In the deep central channel of Scott Reef, the team recorded currents in excess of 1.5 m/second at more than 200 m depth. The structures around the remote region are known to support extraordinary biological communities, but the linkage between the physical oceanographic processes and the biodiversity of these emergent and submerged reefs has remained unexplained.
To better understand the biological and physical connections between the surrounding ocean, lagoon, and reef systems, the science party installed moorings at 27 separate sites, ranging in depth from 1 to 400 m of water. The moorings held sensors allowing them to be equally spread between the surface and the seafloor, enabling the science team to observe ocean currents and temperatures at various depths. The sensors measured average currents, the intensity of turbulent mixing, temperature, salinity, and a range of biological and chemical parameters. The resulting data reveal very different hydrodynamics in the Northern Scott Reef lagoon compared to the adjacent South lagoon. Of the nearly 50 instruments on these moorings, the team had almost 100% data return, a very rare occurrence.
On Falkor, scientists deployed the TurboMAP turbulence probe and Schmidt Ocean Institute’s 300 m remotely operated vehicle. All 64 of the ROV dives totaling 77 hours were broadcast live to over 2,600 viewers. Scott Reef appears to be a healthy reef system and the team was pleased to see that the coral habitats are highly significant in their spatial extent. This is especially true for the deep coral assemblages that the team observed in the central lagoon. Deep-water coral communities have been documented in other regions around the world. However, it is likely this single mesophotic reef lagoon system accounts for a large portion of this coral habitat type throughout the entire Australian Northwest Marine Bioregion.
Historically, the shallow areas of Scott Reef have periodically been disturbed by coral bleaching events and storms, but the impact of these changes on the deeper lagoon is likely to have been much less. Identifying which coral species occur in the deeper lagoon is important for providing a measure of biodiversity and understand the potential for the deeper area to provide a reservoir of species.
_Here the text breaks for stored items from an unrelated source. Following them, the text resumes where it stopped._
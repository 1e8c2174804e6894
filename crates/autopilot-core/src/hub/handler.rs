use crate::domain::{Event, HandlerError};

/// EventHandler は hub のイベントを受け取る
///
/// エラーは hub がログに残す。publisher には届かない。
pub trait EventHandler: Send + Sync {
    fn handle(&self, event: &Event) -> Result<(), HandlerError>;
}

/// クロージャによるハンドラ（[`handler_fn`] を参照）
pub struct FnHandler<F>(F);

impl<F> EventHandler for FnHandler<F>
where
    F: Fn(&Event) -> Result<(), HandlerError> + Send + Sync,
{
    fn handle(&self, event: &Event) -> Result<(), HandlerError> {
        (self.0)(event)
    }
}

/// クロージャを `EventHandler` に包む
///
/// ```ignore
/// hub.subscribe("task.executed", handler_fn(|event| {
///     println!("{}", event.payload);
///     Ok(())
/// }))?;
/// ```
pub fn handler_fn<F>(f: F) -> FnHandler<F>
where
    F: Fn(&Event) -> Result<(), HandlerError> + Send + Sync,
{
    FnHandler(f)
}
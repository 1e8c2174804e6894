//! State - タスクと suggestion の状態

use serde::{Deserialize, Serialize};
use std::fmt;

/// TaskState はタスクの状態を表現
///
/// # 状態遷移
/// - Queued -> Executing -> Completed
/// - Queued -> Executing -> Failed
#[derive(Debug, Clone, Copy, PartialEq, Eq, Hash, Serialize, Deserialize)]
#[serde(rename_all = "snake_case")]
pub enum TaskState {
    Queued,
    Executing,
    Completed,
    Failed,
}

impl TaskState {
    pub fn is_terminal(self) -> bool {
        matches!(self, TaskState::Completed | TaskState::Failed)
    }
}

/// SuggestionStatus は自動化提案のライフサイクル
///
/// # 状態遷移
/// - Pending -> Approved
/// - Pending -> Rejected
///
/// どちらも終端状態。
#[derive(Debug, Clone, Copy, PartialEq, Eq, Hash, Serialize, Deserialize)]
#[serde(rename_all = "snake_case")]
pub enum SuggestionStatus {
    Pending,
    Approved,
    Rejected,
}

impl SuggestionStatus {
    pub fn is_terminal(self) -> bool {
        !matches!(self, SuggestionStatus::Pending)
    }

    pub fn can_transition_to(self, next: SuggestionStatus) -> bool {
        matches!(
            (self, next),
            (SuggestionStatus::Pending, SuggestionStatus::Approved)
                | (SuggestionStatus::Pending, SuggestionStatus::Rejected)
        )
    }
}

impl fmt::Display for SuggestionStatus {
    fn fmt(&self, f: &mut fmt::Formatter<'_>) -> fmt::Result {
        let s = match self {
            SuggestionStatus::Pending => "pending",
            SuggestionStatus::Approved => "approved",
            SuggestionStatus::Rejected => "rejected",
        };
        f.write_str(s)
    }
}

/// OverallHealth は self-healing dispatcher が報告する健全性の粗い分類
#[derive(Debug, Clone, Copy, PartialEq, Eq, Hash, Serialize, Deserialize)]
#[serde(rename_all = "SCREAMING_SNAKE_CASE")]
pub enum OverallHealth {
    Healthy,
    Degraded,
    Critical,
}

/// StressLevel は `StressProbe` が報告するストレス水準
#[derive(Debug, Clone, Copy, PartialEq, Eq, Hash, Default, Serialize, Deserialize)]
#[serde(rename_all = "snake_case")]
pub enum StressLevel {
    #[default]
    Low,
    Medium,
    High,
}
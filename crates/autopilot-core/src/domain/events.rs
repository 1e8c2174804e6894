//! Events - ドメインイベント
//!
//! `Event` は durable 配送のワイヤフォーマットも兼ねる。
//! JSON `{event_type, payload, timestamp}` としてシリアライズされる。

use chrono::{DateTime, Utc};
use serde::{Deserialize, Serialize};

/// すべてのイベントを受け取る購読キー
pub const WILDCARD: &str = "*";

/// 予約: 高優先度の diagnostic タスクを起こす
pub const SYSTEM_ALERT: &str = "system.alert";

/// 予約: 実行結果が recorder の観測になる唯一の経路
pub const TASK_EXECUTED: &str = "task.executed";

pub const SUGGESTION_CREATED: &str = "taskrecorder.suggestion.created";
pub const SUGGESTION_APPROVED: &str = "taskrecorder.suggestion.approved";
pub const SUGGESTION_REJECTED: &str = "taskrecorder.suggestion.rejected";
pub const EXECUTION_STARTED: &str = "taskrecorder.execution.started";

pub const HEALING_SUCCEEDED: &str = "healing.succeeded";
pub const HEALING_FAILED: &str = "healing.failed";

#[derive(Debug, Clone, PartialEq, Serialize, Deserialize)]
pub struct Event {
    pub event_type: String,
    pub payload: serde_json::Value,
    pub timestamp: DateTime<Utc>,
}

impl Event {
    pub fn new(
        event_type: impl Into<String>,
        payload: serde_json::Value,
        timestamp: DateTime<Utc>,
    ) -> Self {
        Self {
            event_type: event_type.into(),
            payload,
            timestamp,
        }
    }
}

/// TaskExecutedEvent は `task.executed` の payload
#[derive(Debug, Clone, PartialEq, Serialize, Deserialize)]
#[serde(rename_all = "camelCase")]
pub struct TaskExecutedEvent {
    pub task_type: String,

    #[serde(default)]
    pub params: serde_json::Value,

    pub success: bool,

    #[serde(default)]
    pub duration_ms: u64,

    #[serde(default, skip_serializing_if = "Option::is_none")]
    pub source: Option<String>,

    #[serde(default, skip_serializing_if = "Option::is_none")]
    pub error: Option<String>,

    #[serde(default, skip_serializing_if = "Option::is_none")]
    pub user_id: Option<String>,

    #[serde(default, skip_serializing_if = "Option::is_none")]
    pub org_id: Option<String>,

    /// パターンのヒストグラムに合算される任意のコンテキスト
    #[serde(default)]
    pub context: serde_json::Map<String, serde_json::Value>,
}

#[cfg(test)]
mod tests {
    use super::*;
    use serde_json::json;

    #[test]
    fn event_wire_format_uses_snake_case_keys() {
        let ts = Utc::now();
        let v = serde_json::to_value(Event::new(SYSTEM_ALERT, json!({"x": 1}), ts)).unwrap();
        assert_eq!(v["event_type"], SYSTEM_ALERT);
        assert_eq!(v["payload"]["x"], 1);
        assert!(v.get("timestamp").is_some());
    }

    #[test]
    fn task_executed_accepts_minimal_payload() {
        let ev: TaskExecutedEvent =
            serde_json::from_value(json!({"taskType": "sync", "success": true})).unwrap();
        assert_eq!(ev.task_type, "sync");
        assert_eq!(ev.duration_ms, 0);
        assert!(ev.params.is_null());
        assert!(ev.context.is_empty());
    }
}
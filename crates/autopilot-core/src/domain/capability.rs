//! Capability - source が宣言する能力と、そのマッチング

use serde::{Deserialize, Serialize};
use std::fmt;

/// Capability は source が宣言する能力
///
/// # マッチング規則
/// - `Exact("graph.query")` は `graph.query` のみ
/// - `Domain("graph")`（表記 `graph.*`）は `graph.query`, `graph.write.bulk` など
/// - `Any`（表記 `*`）はすべて
#[derive(Debug, Clone, PartialEq, Eq, Hash, Serialize, Deserialize)]
#[serde(into = "String", from = "String")]
pub enum Capability {
    Exact(String),
    Domain(String),
    Any,
}

impl Capability {
    pub fn parse(s: &str) -> Self {
        let s = s.trim();
        if s == "*" {
            return Capability::Any;
        }
        match s.strip_suffix(".*") {
            Some(domain) if !domain.is_empty() => Capability::Domain(domain.to_string()),
            _ => Capability::Exact(s.to_string()),
        }
    }

    /// 宣言された capability が `requested` を満たすか
    pub fn matches(&self, requested: &str) -> bool {
        match self {
            Capability::Any => true,
            Capability::Exact(name) => name == requested,
            Capability::Domain(domain) => requested
                .strip_prefix(domain.as_str())
                .is_some_and(|rest| rest.starts_with('.')),
        }
    }

    /// 小さいほど具体的。マッチした source の順位付けに使う
    pub fn specificity(&self) -> u8 {
        match self {
            Capability::Exact(_) => 0,
            Capability::Domain(_) => 1,
            Capability::Any => 2,
        }
    }
}

impl fmt::Display for Capability {
    fn fmt(&self, f: &mut fmt::Formatter<'_>) -> fmt::Result {
        match self {
            Capability::Exact(name) => f.write_str(name),
            Capability::Domain(domain) => write!(f, "{domain}.*"),
            Capability::Any => f.write_str("*"),
        }
    }
}

impl From<&str> for Capability {
    fn from(s: &str) -> Self {
        Self::parse(s)
    }
}

impl From<String> for Capability {
    fn from(s: String) -> Self {
        Self::parse(&s)
    }
}

impl From<Capability> for String {
    fn from(c: Capability) -> Self {
        c.to_string()
    }
}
Being able to run a high resolution ocean circulation model on the ship’s supercomputer to forecast currents and temperature fluctuations proved invaluable in planning our daily schedules and in interpreting the data.
— Greg Ivey
Due to the high rate and variability of the ocean currents in this region, it was not practical to predict the flow patterns ahead of the cruise. Every night, the science party combined weather data with shipboard instrument measurements into a high-resolution model running on Falkor’s high-performance computer to generate current forecasts for the following day. This process allowed the team to adjust the research activities with very high precision. For example, on some occasions, Falkor had to be positioned with spacial accuracy of just 200 m (three times the ship length) within minutes, to collect the 1.5 m/second peak current measurements at 200 m depth.
A wide range of tidal conditions displayed on the team’s array of temperature sensors and current meters revealed how the combination of breaking internal waves and strong tides collectively drive transport and material exchange into and across the reef. Professor Ivey estimates the cruise collected close to 16.5 terabytes of data. Through continuous 24 hour operations on Falkor that integrated both oceanography and benthic habitat mapping, the scientists now have a unique opportunity to assess how the hydrodynamics, nutrient, and heat fluxes shape the spatial ecological patterns documented within Scott Reef and its surrounding shoals. Chief Scientist Greg Ivey agreed “the cruise integrated physical, biological and chemical oceanographic measurements to understanding the ecological functioning of one of the world’s most unique deep-water mesophotic coral reef systems.”